Nvidia Details Blackwell Ultra Architecture
Nvidia's Blackwell Ultra (GB300) GPU architecture features significant upgrades in memory bandwidth and advanced FP4/FP8 precision support. The platform is designed to deliver up to 50 times the tokens-per-watt efficiency for inference workloads. In a related move, Meta is not only committing to Blackwell GPUs but is also the first hyperscaler to deploy Nvidia’s Grace CPU-only servers at scale.

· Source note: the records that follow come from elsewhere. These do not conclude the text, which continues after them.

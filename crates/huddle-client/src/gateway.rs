//! Outbound command bookkeeping.
//!
//! `begin` applies a command's optimistic local effect and hands out a
//! ticket; `settle` reconciles the asynchronous result. Results that arrive
//! ahead of an earlier ticket are parked until every earlier ticket has
//! settled, so reconciliation always runs in issue order.
//!
//! The one exception is the session boundary: a successful connect to a new
//! server rebuilds the entity store as soon as its result arrives, so events
//! the new server sends while the result is parked land in the new store.

use std::collections::BTreeMap;

use serde::{Deserialize, Serialize};
use tracing::{debug, info};

use huddle_shared::protocol::{Command, CommandResult};

use crate::connection::ConnectOutcome;
use crate::state::SessionState;

#[derive(Debug, Clone, Copy, Serialize, Deserialize, PartialEq, Eq, Hash, PartialOrd, Ord)]
pub struct Ticket(pub u64);

impl std::fmt::Display for Ticket {
    fn fmt(&self, f: &mut std::fmt::Formatter<'_>) -> std::fmt::Result {
        write!(f, "#{}", self.0)
    }
}

#[derive(Debug, Default)]
pub struct CommandGateway {
    next_ticket: u64,
    in_flight: BTreeMap<Ticket, Command>,
    parked: BTreeMap<Ticket, CommandResult>,
}

impl CommandGateway {
    pub fn new() -> Self {
        Self::default()
    }

    /// Apply the optimistic effect of `command` and register it as in flight.
    pub fn begin(&mut self, state: &mut SessionState, command: Command) -> Ticket {
        let ticket = Ticket(self.next_ticket);
        self.next_ticket += 1;

        let conn = &mut state.connection;
        match &command {
            Command::Connect { addr, .. } => conn.begin_connect(addr),
            Command::Disconnect => conn.disconnect(),
            Command::JoinVoice { channel_id } => conn.begin_join_voice(*channel_id),
            Command::LeaveVoice => conn.leave_voice(),
            _ => {}
        }

        debug!(%ticket, kind = command.kind(), policy = ?command.failure_policy(), "Command issued");
        self.in_flight.insert(ticket, command);
        ticket
    }

    /// Record the result for `ticket` and reconcile every result that is now
    /// unblocked. Returns the tickets reconciled by this call, in order.
    pub fn settle(
        &mut self,
        state: &mut SessionState,
        ticket: Ticket,
        result: CommandResult,
    ) -> Vec<Ticket> {
        if !self.in_flight.contains_key(&ticket) || self.parked.contains_key(&ticket) {
            debug!(%ticket, "Result for unknown or already settled ticket ignored");
            return Vec::new();
        }
        self.mark_session_boundary(state, ticket, &result);
        self.parked.insert(ticket, result);

        let mut applied = Vec::new();
        while let Some((&oldest, _)) = self.in_flight.first_key_value() {
            let Some(result) = self.parked.remove(&oldest) else {
                break;
            };
            if let Some(command) = self.in_flight.remove(&oldest) {
                reconcile(state, command, &result);
                applied.push(oldest);
            }
        }

        if applied.is_empty() {
            debug!(%ticket, "Result parked behind an earlier command");
        }
        applied
    }

    fn mark_session_boundary(&self, state: &mut SessionState, ticket: Ticket, result: &CommandResult) {
        let Some(Command::Connect { addr, .. }) = self.in_flight.get(&ticket) else {
            return;
        };
        let conn = &state.connection;
        if !result.is_success()
            || !conn.is_current_attempt(addr)
            || conn.connected_addr() == Some(addr.as_str())
        {
            return;
        }
        state.reset_session();
        info!(%ticket, session = %state.session_id, addr = %addr, "New session started");
    }

    pub fn in_flight(&self) -> usize {
        self.in_flight.len()
    }

    pub fn pending(&self, ticket: Ticket) -> Option<&Command> {
        self.in_flight.get(&ticket)
    }
}

fn reconcile(state: &mut SessionState, command: Command, result: &CommandResult) {
    match command {
        Command::Connect { addr, .. } => {
            if state.connection.finish_connect(&addr, result) == ConnectOutcome::Stale {
                debug!(kind = "connect", addr = %addr, "Superseded connect settled");
            }
        }
        // Local teardown already happened in `begin`.
        Command::Disconnect => {}
        Command::JoinVoice { channel_id } => {
            state.connection.finish_join_voice(channel_id, result)
        }
        Command::LeaveVoice => state.connection.finish_leave_voice(result),
        other => {
            if let Some(reason) = result.error() {
                info!(kind = other.kind(), reason, "Command failed");
                state.connection.surface_error(reason);
            }
        }
    }
}
pub mod constants;
pub mod error;
pub mod protocol;
pub mod types;
impl ConnectionController {
    pub fn new() -> Self {
        Self {
            server: ServerLink::Disconnected,
            connected_addr: None,
            pending_addr: None,
            connect_error: None,
            voice: VoiceLink::Idle,
            reconnect: ReconnectState::default(),
        }
    }

    // -- Server axis ------------------------------------------------------

    /// Start a connect attempt. A live connection stays `Connected` with
    /// its address while the attempt is in flight.
    pub fn begin_connect(&mut self, addr: &str) {
        self.pending_addr = Some(addr.to_string());
        self.connect_error = None;
        if self.server != ServerLink::Connected {
            self.server = ServerLink::Connecting;
        }
        info!(addr, switching = self.server == ServerLink::Connected, "Connect started");
    }

    /// Whether a connect to `addr` is the attempt currently in flight.
    pub fn is_current_attempt(&self, addr: &str) -> bool {
        self.pending_addr.as_deref() == Some(addr)
    }

    /// Settle a connect. Results for attempts that are no longer current
    /// never touch the connection.
    pub fn finish_connect(&mut self, addr: &str, result: &CommandResult) -> ConnectOutcome {
        if !self.is_current_attempt(addr) {
            debug!(addr, "Stale connect result ignored");
            return ConnectOutcome::Stale;
        }
        self.pending_addr = None;

        if let Some(reason) = result.error() {
            if self.server == ServerLink::Connecting {
                self.server = ServerLink::Disconnected;
            }
            self.connect_error = Some(reason.to_string());
            info!(addr, reason, "Connect failed, prior connection kept");
            return ConnectOutcome::Failed;
        }

        let new_session = self.connected_addr.as_deref() != Some(addr);
        self.server = ServerLink::Connected;
        self.connected_addr = Some(addr.to_string());
        self.connect_error = None;
        self.reconnect = ReconnectState::default();
        info!(addr, new_session, "Connected");
        ConnectOutcome::Established {
            addr: addr.to_string(),
            new_session,
        }
    }

    /// Explicit local teardown of both server and voice.
    pub fn disconnect(&mut self) {
        self.server = ServerLink::Disconnected;
        self.connected_addr = None;
        self.pending_addr = None;
        self.connect_error = None;
        self.voice = VoiceLink::Idle;
        self.reconnect = ReconnectState::default();
        info!("Disconnected by user");
    }

    /// Forced disconnect by the server owner; ends any reconnect countdown
    /// and orphans any connect still in flight.
    pub fn kicked(&mut self) {
        self.server = ServerLink::Disconnected;
        self.pending_addr = None;
        self.connect_error = Some(KICKED_MESSAGE.to_string());
        self.reconnect = ReconnectState::default();
        info!("Kicked by server owner");
    }

    pub fn connection_lost(&mut self, reason: &str) {
        self.server = ServerLink::Disconnected;
        self.connect_error = Some(reason.to_string());
        info!(reason, "Connection lost");
    }

    // -- Reconnect axis ---------------------------------------------------

    pub fn reconnect_scheduled(&mut self, attempt: u32, retry_at: DateTime<Utc>, reason: &str) {
        self.server = ServerLink::Disconnected;
        self.reconnect = ReconnectState {
            phase: ReconnectPhase::Retrying { retry_at },
            attempt,
            reason: Some(reason.to_string()),
        };
        debug!(attempt, %retry_at, "Reconnect scheduled");
    }

    pub fn reconnected(&mut self, addr: &str) {
        self.server = ServerLink::Connected;
        self.connected_addr = Some(addr.to_string());
        self.connect_error = None;
        self.reconnect = ReconnectState::default();
        info!(addr, "Reconnected");
    }

    /// Fire the countdown once `now` reaches `retry_at`. Returns `true`
    /// when the attempt fired on this tick.
    pub fn tick(&mut self, now: DateTime<Utc>) -> bool {
        let ReconnectPhase::Retrying { retry_at } = self.reconnect.phase else {
            return false;
        };
        if now < retry_at {
            return false;
        }

        self.reconnect.phase = ReconnectPhase::Connecting;
        self.reconnect.attempt = self.reconnect.attempt.saturating_add(1);
        self.server = ServerLink::Connecting;
        info!(attempt = self.reconnect.attempt, "Reconnect attempt fired");
        true
    }

    /// Stop reconnecting. Returns `false` when nothing was in progress.
    pub fn cancel_reconnect(&mut self) -> bool {
        if !self.reconnect.is_active() {
            return false;
        }
        self.reconnect = ReconnectState::default();
        if self.server == ServerLink::Connecting && self.pending_addr.is_none() {
            self.server = ServerLink::Disconnected;
        }
        info!("Reconnect cancelled");
        true
    }

    // -- Voice axis -------------------------------------------------------

    pub fn begin_join_voice(&mut self, channel: ChannelId) {
        self.voice = VoiceLink::Joining(channel);
        debug!(channel = %channel, "Joining voice");
    }

    /// Settle a join. A join that was superseded (left or re-targeted
    /// while in flight) never re-raises voice.
    pub fn finish_join_voice(&mut self, channel: ChannelId, result: &CommandResult) {
        let still_joining = self.voice == VoiceLink::Joining(channel);
        match result.error() {
            None if still_joining => {
                self.voice = VoiceLink::Joined(channel);
                info!(channel = %channel, "Voice joined");
            }
            None => debug!(channel = %channel, "Stale voice join result ignored"),
            Some(reason) => {
                if still_joining {
                    self.voice = VoiceLink::Idle;
                }
                self.connect_error = Some(reason.to_string());
                info!(channel = %channel, reason, "Voice join failed");
            }
        }
    }

    /// Local audio is already torn down when this is called.
    pub fn leave_voice(&mut self) {
        self.voice = VoiceLink::Idle;
        info!("Voice left");
    }

    /// A failed leave is surfaced but never re-raises voice.
    pub fn finish_leave_voice(&mut self, result: &CommandResult) {
        if let Some(reason) = result.error() {
            self.connect_error = Some(reason.to_string());
        }
    }

    // -- Errors -----------------------------------------------------------

    pub fn surface_error(&mut self, reason: &str) {
        self.connect_error = Some(reason.to_string());
    }

    pub fn clear_error(&mut self) {
        self.connect_error = None;
    }

    // -- Accessors --------------------------------------------------------

    pub fn server(&self) -> ServerLink {
        self.server
    }

    pub fn connected(&self) -> bool {
        self.server == ServerLink::Connected
    }

    pub fn connected_addr(&self) -> Option<&str> {
        self.connected_addr.as_deref()
    }

    pub fn pending_addr(&self) -> Option<&str> {
        self.pending_addr.as_deref()
    }

    pub fn connect_error(&self) -> Option<&str> {
        self.connect_error.as_deref()
    }

    pub fn voice(&self) -> VoiceLink {
        self.voice
    }

    pub fn voice_connected(&self) -> bool {
        matches!(self.voice, VoiceLink::Joined(_))
    }

    pub fn reconnect(&self) -> &ReconnectState {
        &self.reconnect
    }
}
//! Per-channel chat history.
//!
//! Messages are kept in arrival order per channel and are never physically
//! removed by events: deletion is a soft flag. Every mutator is total, an
//! unknown message id is a no-op reported through the `bool` return.

use std::collections::{BTreeMap, BTreeSet, HashMap};

use chrono::{DateTime, Utc};
use serde::Serialize;

use huddle_shared::protocol::{Attachment, ChatRecord, LinkPreview, ReplyRef};
use huddle_shared::types::{ChannelId, MessageId, UserId};

/// A chat message as rendered by the UI.
#[derive(Debug, Clone, Serialize, PartialEq)]
pub struct ChatMessage {
    pub msg_id: MessageId,
    pub sender_id: UserId,
    pub username: String,
    pub text: String,
    pub timestamp: DateTime<Utc>,
    pub channel_id: ChannelId,
    pub edited: bool,
    pub edited_timestamp: Option<DateTime<Utc>>,
    /// Soft delete: text is cleared, the record stays for the placeholder.
    pub deleted: bool,
    pub pinned: bool,
    /// emoji -> reactor ids; the displayed count is the set size.
    pub reactions: BTreeMap<String, BTreeSet<UserId>>,
    pub mentions: BTreeSet<UserId>,
    pub attachment: Option<Attachment>,
    pub preview: Option<LinkPreview>,
    pub reply_to: Option<ReplyRef>,
    pub system: bool,
}

impl ChatMessage {
    pub fn reaction_count(&self, emoji: &str) -> usize {
        self.reactions.get(emoji).map_or(0, BTreeSet::len)
    }

    pub fn mentions_user(&self, user: UserId) -> bool {
        self.mentions.contains(&user)
    }

    /// Overwrite from a redelivered create without undoing later events.
    /// Edits, deletion, pins and reactions are local history and survive.
    fn absorb_redelivery(&mut self, record: ChatRecord) {
        self.sender_id = record.sender_id;
        self.channel_id = record.channel_id;
        self.username = record.username;
        self.timestamp = record.timestamp;
        self.mentions = record.mentions;
        self.attachment = record.attachment;
        self.reply_to = record.reply_to;
        self.system = record.system;
        if record.preview.is_some() {
            self.preview = record.preview;
        }
        if !self.edited && !self.deleted {
            self.text = record.text;
        }
    }
}

impl From<ChatRecord> for ChatMessage {
    fn from(r: ChatRecord) -> Self {
        Self {
            msg_id: r.msg_id,
            sender_id: r.sender_id,
            username: r.username,
            text: r.text,
            timestamp: r.timestamp,
            channel_id: r.channel_id,
            edited: false,
            edited_timestamp: None,
            deleted: false,
            pinned: false,
            reactions: BTreeMap::new(),
            mentions: r.mentions,
            attachment: r.attachment,
            preview: r.preview,
            reply_to: r.reply_to,
            system: r.system,
        }
    }
}

/// Outcome of [`ChatHistory::create`].
#[derive(Debug, Clone, Copy, PartialEq, Eq)]
pub enum CreateOutcome {
    Appended,
    /// The msg_id was already known; the record was refreshed in place.
    Redelivered,
}

#[derive(Debug, Clone, Default)]
pub struct ChatHistory {
    by_channel: HashMap<ChannelId, Vec<ChatMessage>>,
    index: HashMap<MessageId, ChannelId>,
    max_per_channel: Option<usize>,
}

impl ChatHistory {
    pub fn new(max_per_channel: Option<usize>) -> Self {
        Self {
            by_channel: HashMap::new(),
            index: HashMap::new(),
            max_per_channel: max_per_channel.map(|n| n.max(1)),
        }
    }

    /// Append a new message, or overwrite it when the id is known. A
    /// redelivery naming another channel moves the record there.
    pub fn create(&mut self, record: ChatRecord) -> CreateOutcome {
        let msg_id = record.msg_id;
        let channel = record.channel_id;

        if let Some(&known) = self.index.get(&msg_id) {
            if known != channel {
                self.relocate(msg_id, known, channel);
            }
            if let Some(existing) = self.find_mut(msg_id) {
                existing.absorb_redelivery(record);
            }
            return CreateOutcome::Redelivered;
        }

        self.index.insert(msg_id, channel);
        self.by_channel
            .entry(channel)
            .or_default()
            .push(ChatMessage::from(record));
        self.trim_channel(channel);
        CreateOutcome::Appended
    }

    pub fn edit(&mut self, msg_id: MessageId, text: &str, edited_at: DateTime<Utc>) -> bool {
        match self.find_mut(msg_id) {
            Some(msg) if !msg.deleted => {
                msg.text = text.to_string();
                msg.edited = true;
                msg.edited_timestamp = Some(edited_at);
                true
            }
            _ => false,
        }
    }

    pub fn delete(&mut self, msg_id: MessageId) -> bool {
        let Some(msg) = self.find_mut(msg_id) else {
            return false;
        };
        msg.deleted = true;
        msg.text.clear();
        true
    }

    /// Add `user` to the reactor set of `emoji`. Repeating is harmless.
    pub fn add_reaction(&mut self, msg_id: MessageId, emoji: &str, user: UserId) -> bool {
        let Some(msg) = self.find_mut(msg_id) else {
            return false;
        };
        msg.reactions
            .entry(emoji.to_string())
            .or_default()
            .insert(user)
    }

    /// Remove `user` from the reactor set of `emoji`; emptied buckets are pruned.
    pub fn remove_reaction(&mut self, msg_id: MessageId, emoji: &str, user: UserId) -> bool {
        let Some(msg) = self.find_mut(msg_id) else {
            return false;
        };
        let Some(reactors) = msg.reactions.get_mut(emoji) else {
            return false;
        };
        let removed = reactors.remove(&user);
        if reactors.is_empty() {
            msg.reactions.remove(emoji);
        }
        removed
    }

    pub fn set_pinned(&mut self, msg_id: MessageId, pinned: bool) -> bool {
        let Some(msg) = self.find_mut(msg_id) else {
            return false;
        };
        msg.pinned = pinned;
        true
    }

    pub fn set_preview(&mut self, msg_id: MessageId, preview: LinkPreview) -> bool {
        let Some(msg) = self.find_mut(msg_id) else {
            return false;
        };
        msg.preview = Some(preview);
        true
    }

    pub fn get(&self, msg_id: MessageId) -> Option<&ChatMessage> {
        let channel = self.index.get(&msg_id)?;
        self.by_channel
            .get(channel)?
            .iter()
            .find(|m| m.msg_id == msg_id)
    }

    /// Messages of one channel in arrival order.
    pub fn channel(&self, channel: ChannelId) -> &[ChatMessage] {
        self.by_channel
            .get(&channel)
            .map(Vec::as_slice)
            .unwrap_or(&[])
    }

    pub fn pinned(&self, channel: ChannelId) -> Vec<&ChatMessage> {
        self.channel(channel).iter().filter(|m| m.pinned).collect()
    }

    pub fn channels(&self) -> impl Iterator<Item = (&ChannelId, &Vec<ChatMessage>)> {
        self.by_channel.iter()
    }

    pub fn len(&self) -> usize {
        self.index.len()
    }

    pub fn is_empty(&self) -> bool {
        self.index.is_empty()
    }

    fn find_mut(&mut self, msg_id: MessageId) -> Option<&mut ChatMessage> {
        let channel = self.index.get(&msg_id)?;
        self.by_channel
            .get_mut(channel)?
            .iter_mut()
            .find(|m| m.msg_id == msg_id)
    }

    fn relocate(&mut self, msg_id: MessageId, from: ChannelId, to: ChannelId) {
        let Some(messages) = self.by_channel.get_mut(&from) else {
            return;
        };
        let Some(pos) = messages.iter().position(|m| m.msg_id == msg_id) else {
            return;
        };
        let mut msg = messages.remove(pos);
        if messages.is_empty() {
            self.by_channel.remove(&from);
        }

        msg.channel_id = to;
        self.index.insert(msg_id, to);
        self.by_channel.entry(to).or_default().push(msg);
        self.trim_channel(to);
    }

    fn trim_channel(&mut self, channel: ChannelId) {
        let Some(max) = self.max_per_channel else {
            return;
        };
        let Some(messages) = self.by_channel.get_mut(&channel) else {
            return;
        };
        if messages.len() <= max {
            return;
        }

        let excess = messages.len() - max;
        for dropped in messages.drain(0..excess) {
            self.index.remove(&dropped.msg_id);
        }
    }
}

- The Blackwell B200 GPU contains 208 billion transistors, a significant increase from the 80 billion in the previous Hopper generation, and is built on a custom TSMC 4NP process. It provides up to 20 petaflops of FP4 horsepower and features a dedicated decompression engine that accelerates data processing up to 800 GB/s. - A key configuration, the GB200 NVL72, connects 72 Blackwell GPUs with 36 Grace CPUs in a single liquid-cooled rack, functioning as a massive GPU. This system delivers up to 30 times faster real-time inference for large language models compared to the H100 and is designed to handle trillion-parameter models. - Meta's adoption of standalone Grace CPUs marks a strategic shift, architecting its data centers differently for inference versus training workloads to improve cost-per-query. This move is part of a broader trend where hyperscalers are using custom and specialized silicon to optimize for specific workloads, moving beyond a one-size-fits-all GPU approach. - While hyperscalers like Google, Amazon, and Meta are developing their own custom silicon (ASICs) for better cost and power efficiency on specific workloads, Nvidia's competitive advantage remains its comprehensive CUDA software ecosystem and the high performance of its GPUs for cutting-edge AI model training. - The GB200 NVL72 rack has a total power consumption of approximately 120kW, necessitating a direct liquid cooling solution. This is a substantial increase from the roughly 40kW per rack for high-density air-cooled H100 systems. - Meta is not only a key customer for Nvidia's latest GPUs but is also deeply invested in its own custom silicon development, including the Meta Training and Inference Accelerator (MTIA). This dual approach allows them to leverage off-the-shelf performance while building in-house solutions optimized for their specific recommendation models and future AI applications. - The fifth-generation NVLink featured in the Blackwell architecture provides 1.8 TB/s of GPU-to-GPU interconnect bandwidth, a significant jump from the 900 GB/s in the previous generation, enabling much larger and more complex models to be trained as a single entity. - Nvidia's strategic partnership with Meta now extends beyond GPUs to include the adoption of Spectrum-X Ethernet networking and Confidential Computing technologies for services like WhatsApp. This deeper integration signals a full-stack alignment, moving beyond just a component supplier relationship.